As the evenings draw in and get cooler we are forced to retreat once more indoors for the evenings, we long to ‘cosy up’. Nothing quite fits the bill the same as a fire, be it open, woodburning or other fuel. With a fire lit, the room immediately becomes welcoming and creates a focal point. In our 1930’s house, we have an original brick fireplace, which we intend to keep. However, as this room will be used as a family room or office, I doubt very much if we will ever use it. With this in mind, we have thought about a small wood burning stove to fit into the existing aperture. This would keep our options open. I’m rubbish at lighting open fires and find a stove is far easier. In the new sitting room (when it has been built, subject to planning approval) we would like a large woodburning stove. This stove will not have a chimney breast, but will be placed against a flat wall, with the flue going out through the outside wall. This gives a challenge to the design of the surround and focal point of the room, which needs to include wood storage of some description too. I’m working on this, but need to decide on the stove first. Here are some considerations and advice to think about.
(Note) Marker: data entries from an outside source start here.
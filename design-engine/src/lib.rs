//! Figma node inspection and code generation.
//!
//! Pipeline over a borrowed document tree:
//!
//! ```text
//! DocumentNode ─ find_by_name ─> node ─ extract_style ─> StyleRecord ─ render_markup ─> HTML
//!                                  └──────────────── render_react_component ─────────> TSX
//! DocumentNode ─ enumerate ─> Vec<ComponentDescriptor>
//! ```
//!
//! Nothing here performs I/O or fails: missing attributes fall back to
//! documented defaults. Fetching the tree is the caller's job.

pub mod classify;
pub mod codegen;
pub mod enumerate;
pub mod model;
pub mod search;
pub mod style;

pub use classify::{ComponentType, VisualTraits, classify};
pub use codegen::{CodeTarget, GeneratedComponent, render_markup, render_react_component};
pub use enumerate::{ComponentDescriptor, enumerate};
pub use model::{BoundingBox, Color, DocumentNode, NodeKind, Paint, TypeStyle};
pub use search::{find_by_id, find_by_name};
pub use style::{StyleRecord, extract_style, hexify};

/// Locates `name` and extracts its style in one step.
pub fn inspect(root: &DocumentNode, name: &str) -> Option<StyleRecord> {
    find_by_name(root, name).map(extract_style)
}

#[cfg(test)]
pub(crate) mod fixtures {
    use crate::model::DocumentNode;

    /// Builds a node from Figma-shaped JSON.
    pub fn node(value: serde_json::Value) -> DocumentNode {
        serde_json::from_value(value).expect("fixture must be a valid node")
    }
}

#[cfg(test)]
mod tests {
    use super::*;
    use serde_json::json;

    #[test]
    fn inspect_finds_and_extracts() {
        let tree = fixtures::node(json!({
            "name": "Page",
            "type": "CANVAS",
            "children": [
                { "name": "Card", "type": "FRAME", "cornerRadius": 8,
                  "fills": [ { "type": "SOLID", "color": { "r": 1, "g": 1, "b": 1 } } ] }
            ]
        }));

        let style = inspect(&tree, "Card").unwrap();
        assert_eq!(style.component_type, ComponentType::Button);
        assert_eq!(style.background_color, "#ffffff");
        assert!(inspect(&tree, "Missing").is_none());
    }

    #[test]
    fn missing_bounding_box_uses_default_size() {
        let tree = fixtures::node(json!({ "name": "Lonely", "type": "FRAME" }));
        let style = inspect(&tree, "Lonely").unwrap();
        assert_eq!((style.width, style.height), (200.0, 50.0));
    }
}
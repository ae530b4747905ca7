use std::sync::Arc;

use axum::{
    extract::{Json, State},
    http::HeaderMap,
    response::Response,
};
use tracing::{info, instrument};

use crate::{
    core::{app_state::AppState, http::response_envelope::ok},
    error_handler::{AppError, AppResult},
    routes::{
        tools::tool_catalog::{ToolCallRequest, dispatch, is_known},
        trace_request_id,
    },
};

/// `POST /tools/call`
///
/// A malformed call (blank or unknown tool name) is an HTTP error. Anything
/// that goes wrong while running a known tool comes back as `isError: true`.
#[instrument(name = "call_tool_route", skip(state, headers, body), fields(tool = %body.name))]
pub async fn call_tool_route(
    State(state): State<Arc<AppState>>,
    headers: HeaderMap,
    Json(body): Json<ToolCallRequest>,
) -> AppResult<Response> {
    trace_request_id(&headers);

    let name = body.name.trim();
    if name.is_empty() {
        return Err(AppError::BadRequest("tool `name` is required".into()));
    }
    if !is_known(name) {
        return Err(AppError::UnknownTool(name.to_string()));
    }

    let result = dispatch(&state.figma, name, body.arguments).await;
    info!(is_error = result.is_error, "tool call finished");
    Ok(ok(result))
}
1.Open Fires – If you have a chimney breast, but the fireplace has been long removed, you can open this up to use again. There should be a heat resistant hearth, a fire back to enclose the fire, a lintel to support the the brickwork above, a flue and a chimney. You will need to check that the chimney is not blocked with debris or ‘capped’on the chimney pot. It is also important that smoke is drawn up the chimney and doesn’t billow into the room. This can tend to be more of a a problem in open fireplaces. Contact The Solid Fuel Advisory Association http://www.solidfuel.co.uk/frame/800index.html who can advise you and suggest approved merchants. The chimney needs to be swept too. Depending on the fuel you intend to burn, this has a has bearing on the choice of grate to go in the fireplace. Seasoned logs (at least a year old, otherwise the sap will clog up the flue) wood pellets, coal or coke or a mixture of these fuels. Check if you are in a smoke controlled area with your local authority first. Remember that wood needs plenty of dry storage space, and be cut small enough to fit in the fire.
2. Wood Burning Stoves – When choosing a woodburning stove the style is not the only consideration, but the size and heat output of the stove in relation to the rooms capacity. Too large and you will ‘roast’, too small and it will not provide sufficient warmth. The basic calculation is to divide the volume of the room in cubic metres by 14. This gives you the heat out put you need. It is advisable to purchase a DEFRA approved stove. Stoves have become very popular over the last few years, and create a real focal point, whether traditional, cylindrical, wall mounted or raised in a simple hearth. The design and fire surround should be in scale with the room.
3. Flueless Fires – Just because you don’t have a chimney breast, it doesn’t mean you can’t have a fire. Opt for a flueless design. These fires are super efficient, with running costs on average a third of the price of comparable conventional fires. Another option is a balanced flue fire, which has a sealed glass front and a direct vent to the outside. Flueless options can be run on gas, electricity or bio-ethanol. Gas being the cheapest option at present, providing heat over a longer period of time. Bio-ethanol is generally the most expensive option, and can cause condensation, so are best used for shorter periods of time and used more as a feature.
4. Fire Surrounds – Position the mantle shelf either below or above the halfway point between the ceiling and the floor to avoid cutting the wall in half visually. The mantle shelf should not over hang the chimney breast and looks best being the same length as the breast. Always choose a larger surround than a smaller one to make a statement. Architectural salvage and reclaimed surrounds, whether wooden, stone, marble tiled or cast iron can look stunning in either traditional or modern interiors. If you’re prepared to put in the work to restore the surround this will save you money, as fully restored can be pricey. You can make your own surround from timber, and if you’re going to paint it use a heat resistant paint.
5. Fireplace Wall and Mantle Shelf Decor – This is an important part of the rooms decor. Hang a large single painting or statement mirror centrally over the fireplace. The fireplace will ‘anchor’ the piece. Hanging a television over the fireplace has been a popular choice for some, but personally the T.V. tends to be too high for me, and I dislike the blank dark screen as a focal point and prefer to place the T.V. in a less obtrusive place, perhaps hidden from view when not in use. There are T.V.’s available which look like a mirror when switched off which is ideal, but are expensive. A set of prints or an eclectic mix hung above can work well too. Try painting the chimney breast a darker shade than the surrounding walls, or paint the whole wall a darker shade than the rest of the room.
The mantle shelf holding a small selection of decorative items to enhance the wall hung decor, fireplace, and room, adds the finishing touches. Create a vignette and treat as a whole entity. Small framed photographs, candles or ornaments. But remember less is often more, so don’t over do it.